Managing spinal GCTs presents unique challenges due to anatomical complexities. When GCTs develop within the spinal canal, they may cause neurological deficits by compressing the spinal cord, the conus, cauda equina, exiting nerves and other paraspinal structures [6]. Treatment often involves wide en bloc resection, though this approach is sometimes impractical in spinal lesions due to the risk of vascular or neural injury [1]. Adjuvant therapies, including radiotherapy and Denosumab, are frequently employed; however, despite these treatments, local recurrence and distant metastasis remain common [1,2].
Case report
We report the case of a 34-year-old woman with a history of psoriasis, celiac disease, and penicillin allergy, who presented with a 2-week history of worsening inflammatory back pain unrelieved by analgesics. The pain was associated with gait difficulties and heaviness in both lower limbs, without sphincter dysfunction. The patient denied any history of trauma, fever, night sweats, or weight loss.

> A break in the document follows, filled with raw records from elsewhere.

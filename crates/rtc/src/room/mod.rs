//! Multi-party rooms over a full mesh

pub mod session;
pub mod state;

pub use session::RoomSession;
pub use state::{Participant, RoomNotice, RoomState, RoomStatus, ViewMode};
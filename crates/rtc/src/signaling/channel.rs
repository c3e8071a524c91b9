//! Signaling channel port
//!
//! Sessions hold an `Arc<dyn SignalingChannel>` obtained from a
//! [`SignalingConnector`]. [`HubConnector`](super::HubConnector) is the
//! WebSocket implementation.

use super::protocol::{HubEvent, HubRequest};
use crate::Result;
use async_trait::async_trait;
use std::sync::Arc;
use tokio::sync::broadcast;

/// Something a subscriber sees on the channel
#[derive(Debug, Clone, PartialEq)]
pub enum ChannelEvent {
    /// Notification pushed by the hub
    Hub(HubEvent),
    /// The socket dropped; reconnect attempt `attempt` (1-based) is scheduled
    Reconnecting { attempt: u32 },
    /// The socket is back; requests work again
    Reconnected,
    /// Reconnection gave up; the channel is dead
    Closed { reason: String },
}

/// Liveness of the channel
#[derive(Debug, Clone, Copy, PartialEq, Eq)]
pub enum ChannelStatus {
    Connected,
    Reconnecting,
    Disconnected,
}

/// A live, auto-reconnecting connection to the signaling hub
#[async_trait]
pub trait SignalingChannel: Send + Sync {
    /// Send a request and wait for the hub's response.
    ///
    /// Fails with `NotConnected` while the channel is reconnecting or closed.
    async fn invoke(&self, request: HubRequest) -> Result<serde_json::Value>;

    /// Receive every event emitted after this call
    fn subscribe(&self) -> broadcast::Receiver<ChannelEvent>;

    fn status(&self) -> ChannelStatus;

    /// Close the socket and stop reconnecting. Idempotent.
    async fn disconnect(&self);
}

/// Opens signaling channels
#[async_trait]
pub trait SignalingConnector: Send + Sync {
    /// Connect to `endpoint` presenting `auth_token` as a bearer credential.
    ///
    /// Fails with `Error::Connection` when the token is empty or the handshake
    /// does not complete.
    async fn connect(&self, endpoint: &str, auth_token: &str) -> Result<Arc<dyn SignalingChannel>>;
}
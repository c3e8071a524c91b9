//! JSON-RPC 2.0 signaling protocol types
//!
//! Client requests carry an `id` and get exactly one response. Hub
//! notifications carry `method` + `params` and no `id`.

use crate::peer::{IceCandidate, PeerId};
use crate::{Error, Result};
use serde::{Deserialize, Serialize};

/// JSON-RPC 2.0 protocol version
pub const JSONRPC_VERSION: &str = "2.0";

/// JSON-RPC 2.0 request
#[derive(Debug, Clone, Serialize, Deserialize, PartialEq)]
pub struct JsonRpcRequest {
    /// Protocol version (must be "2.0")
    pub jsonrpc: String,

    /// Method name to invoke
    pub method: String,

    /// Method parameters
    pub params: serde_json::Value,

    /// Request ID for matching with response (absent for notifications)
    #[serde(skip_serializing_if = "Option::is_none")]
    pub id: Option<serde_json::Value>,
}

/// JSON-RPC 2.0 error object
#[derive(Debug, Clone, Serialize, Deserialize, PartialEq)]
pub struct ErrorObject {
    /// Error code
    pub code: i32,

    /// Human-readable error message
    pub message: String,

    /// Additional error data
    #[serde(skip_serializing_if = "Option::is_none")]
    pub data: Option<serde_json::Value>,
}

impl From<ErrorObject> for Error {
    fn from(e: ErrorObject) -> Self {
        Error::Signaling {
            code: e.code,
            message: e.message,
        }
    }
}

/// Standard JSON-RPC 2.0 error codes plus the hub's own
pub mod error_codes {
    /// Invalid JSON was received
    pub const PARSE_ERROR: i32 = -32700;

    /// The JSON sent is not a valid Request object
    pub const INVALID_REQUEST: i32 = -32600;

    /// The method does not exist / is not available
    pub const METHOD_NOT_FOUND: i32 = -32601;

    /// Invalid method parameter(s)
    pub const INVALID_PARAMS: i32 = -32602;

    /// Internal JSON-RPC error
    pub const INTERNAL_ERROR: i32 = -32603;

    /// Target peer is not connected to the hub
    pub const PEER_NOT_FOUND: i32 = -32000;

    /// Room does not exist or has ended
    pub const ROOM_NOT_FOUND: i32 = -32001;

    /// Caller lacks the role required for the method
    pub const NOT_AUTHORIZED: i32 = -32002;

    /// Room is at capacity
    pub const ROOM_FULL: i32 = -32005;
}

/// A text frame received from the hub
#[derive(Debug, Clone, PartialEq)]
pub enum IncomingFrame {
    /// Success response to one of our requests
    Response { id: u64, result: serde_json::Value },
    /// Error response to one of our requests
    Error { id: u64, error: ErrorObject },
    /// Server-initiated notification
    Notification { method: String, params: serde_json::Value },
}

#[derive(Deserialize)]
struct RawFrame {
    #[serde(default)]
    id: Option<serde_json::Value>,
    #[serde(default)]
    method: Option<String>,
    #[serde(default)]
    params: Option<serde_json::Value>,
    #[serde(default)]
    result: Option<serde_json::Value>,
    #[serde(default)]
    error: Option<ErrorObject>,
}

impl IncomingFrame {
    /// Classify a text frame
    pub fn parse(text: &str) -> Result<Self> {
        let raw: RawFrame = serde_json::from_str(text)?;

        if let Some(method) = raw.method {
            return Ok(IncomingFrame::Notification {
                method,
                params: raw.params.unwrap_or(serde_json::Value::Null),
            });
        }

        let id = raw
            .id
            .as_ref()
            .and_then(|v| v.as_u64())
            .ok_or_else(|| Error::Serialization("Response without numeric id".to_string()))?;

        match (raw.error, raw.result) {
            (Some(error), _) => Ok(IncomingFrame::Error { id, error }),
            (None, result) => Ok(IncomingFrame::Response {
                id,
                result: result.unwrap_or(serde_json::Value::Null),
            }),
        }
    }
}

/// Role of a participant in a room
#[derive(Debug, Clone, Copy, PartialEq, Eq, Hash, Serialize, Deserialize, Default)]
#[serde(rename_all = "lowercase")]
pub enum ParticipantRole {
    Host,
    #[default]
    Participant,
}

/// Requests the client sends to the hub
#[derive(Debug, Clone, Serialize, Deserialize, PartialEq)]
#[serde(tag = "method", content = "params")]
pub enum HubRequest {
    /// Join a room; answered with [`JoinRoomResponse`]
    #[serde(rename = "room.join")]
    JoinRoom { room_id: String, display_name: String },

    #[serde(rename = "room.leave")]
    LeaveRoom { room_id: String },

    /// Host only
    #[serde(rename = "room.end")]
    EndRoom { room_id: String },

    #[serde(rename = "room.media_state")]
    MediaState {
        room_id: String,
        is_muted: bool,
        is_camera_off: bool,
    },

    #[serde(rename = "room.raise_hand")]
    RaiseHand { room_id: String, raised: bool },

    #[serde(rename = "signal.offer")]
    SendOffer { to: PeerId, sdp: String },

    #[serde(rename = "signal.answer")]
    SendAnswer { to: PeerId, sdp: String },

    #[serde(rename = "signal.ice_candidate")]
    SendIceCandidate { to: PeerId, candidate: IceCandidate },

    /// Ring `to` with our offer
    #[serde(rename = "call.start")]
    StartCall {
        to: PeerId,
        sdp: String,
        is_video: bool,
    },

    #[serde(rename = "call.accept")]
    AcceptCall { to: PeerId, sdp: String },

    #[serde(rename = "call.decline")]
    DeclineCall {
        to: PeerId,
        #[serde(default, skip_serializing_if = "Option::is_none")]
        reason: Option<String>,
    },

    #[serde(rename = "call.end")]
    EndCall { to: PeerId },
}

impl HubRequest {
    /// Wrap into a JSON-RPC request with `id`
    pub fn into_rpc(self, id: u64) -> Result<JsonRpcRequest> {
        let value = serde_json::to_value(&self)?;
        let method = value
            .get("method")
            .and_then(|m| m.as_str())
            .ok_or_else(|| Error::Serialization("Request without method".to_string()))?
            .to_string();
        let params = value
            .get("params")
            .cloned()
            .unwrap_or(serde_json::Value::Null);

        Ok(JsonRpcRequest {
            jsonrpc: JSONRPC_VERSION.to_string(),
            method,
            params,
            id: Some(serde_json::Value::from(id)),
        })
    }

    /// Wire method name
    pub fn method(&self) -> &'static str {
        match self {
            HubRequest::JoinRoom { .. } => "room.join",
            HubRequest::LeaveRoom { .. } => "room.leave",
            HubRequest::EndRoom { .. } => "room.end",
            HubRequest::MediaState { .. } => "room.media_state",
            HubRequest::RaiseHand { .. } => "room.raise_hand",
            HubRequest::SendOffer { .. } => "signal.offer",
            HubRequest::SendAnswer { .. } => "signal.answer",
            HubRequest::SendIceCandidate { .. } => "signal.ice_candidate",
            HubRequest::StartCall { .. } => "call.start",
            HubRequest::AcceptCall { .. } => "call.accept",
            HubRequest::DeclineCall { .. } => "call.decline",
            HubRequest::EndCall { .. } => "call.end",
        }
    }
}

/// Notifications the hub pushes to the client
#[derive(Debug, Clone, Serialize, Deserialize, PartialEq)]
#[serde(tag = "method", content = "params")]
pub enum HubEvent {
    /// Own role in the current room (sent after join and on re-assignment)
    #[serde(rename = "room.role_assigned")]
    RoleAssigned { peer_id: PeerId, role: ParticipantRole },

    #[serde(rename = "room.user_joined")]
    UserJoined {
        peer_id: PeerId,
        display_name: String,
        #[serde(default)]
        role: ParticipantRole,
    },

    #[serde(rename = "room.user_left")]
    UserLeft { peer_id: PeerId },

    #[serde(rename = "room.ended")]
    RoomEnded {
        #[serde(default)]
        reason: Option<String>,
    },

    #[serde(rename = "participant.media_changed")]
    ParticipantMediaChanged {
        peer_id: PeerId,
        is_muted: bool,
        is_camera_off: bool,
    },

    #[serde(rename = "participant.hand_changed")]
    HandChanged { peer_id: PeerId, raised: bool },

    #[serde(rename = "signal.offer")]
    OfferReceived { from: PeerId, sdp: String },

    #[serde(rename = "signal.answer")]
    AnswerReceived { from: PeerId, sdp: String },

    #[serde(rename = "signal.ice_candidate")]
    IceCandidateReceived { from: PeerId, candidate: IceCandidate },

    /// Someone is ringing us
    #[serde(rename = "call.incoming")]
    IncomingCall {
        from: PeerId,
        #[serde(default)]
        caller_name: Option<String>,
        sdp: String,
        #[serde(default)]
        is_video: bool,
    },

    #[serde(rename = "call.accepted")]
    CallAccepted { from: PeerId, sdp: String },

    #[serde(rename = "call.declined")]
    CallDeclined {
        from: PeerId,
        #[serde(default)]
        reason: Option<String>,
    },

    #[serde(rename = "call.ended")]
    CallEnded { from: PeerId },

    #[serde(rename = "call.failed")]
    CallFailed {
        #[serde(default)]
        from: Option<PeerId>,
        reason: String,
    },
}

impl HubEvent {
    /// Decode a notification's method and params
    pub fn from_notification(method: &str, params: serde_json::Value) -> Result<Self> {
        let params = if params.is_null() {
            serde_json::json!({})
        } else {
            params
        };
        let value = serde_json::json!({ "method": method, "params": params });
        Ok(serde_json::from_value(value)?)
    }

    /// Encode as a JSON-RPC notification frame
    pub fn to_notification(&self) -> Result<JsonRpcRequest> {
        let value = serde_json::to_value(self)?;
        Ok(JsonRpcRequest {
            jsonrpc: JSONRPC_VERSION.to_string(),
            method: value
                .get("method")
                .and_then(|m| m.as_str())
                .unwrap_or_default()
                .to_string(),
            params: value
                .get("params")
                .cloned()
                .unwrap_or(serde_json::Value::Null),
            id: None,
        })
    }
}

/// Result of `room.join`
#[derive(Debug, Clone, Serialize, Deserialize, PartialEq)]
pub struct JoinRoomResponse {
    /// Identity the hub assigned to us for this connection
    pub peer_id: PeerId,
    pub role: ParticipantRole,
    /// Everyone already in the room, excluding us
    #[serde(default)]
    pub participants: Vec<RosterEntry>,
}

/// One participant in the join roster
#[derive(Debug, Clone, Serialize, Deserialize, PartialEq)]
pub struct RosterEntry {
    pub peer_id: PeerId,
    pub display_name: String,
    #[serde(default)]
    pub role: ParticipantRole,
    #[serde(default)]
    pub is_muted: bool,
    #[serde(default)]
    pub is_camera_off: bool,
    #[serde(default)]
    pub is_hand_raised: bool,
}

There was no report of bowel or bladder dysfunction.
On examination, the patient exhibited a spastic gait and proximal paraparesis, predominantly affecting hip flexion and knee extension bilaterally. Hyperreflexia was noted in the lower limbs, along with a bilateral Babinski sign. No sensory deficits were observed, and the remainder of the systemic examination was unremarkable.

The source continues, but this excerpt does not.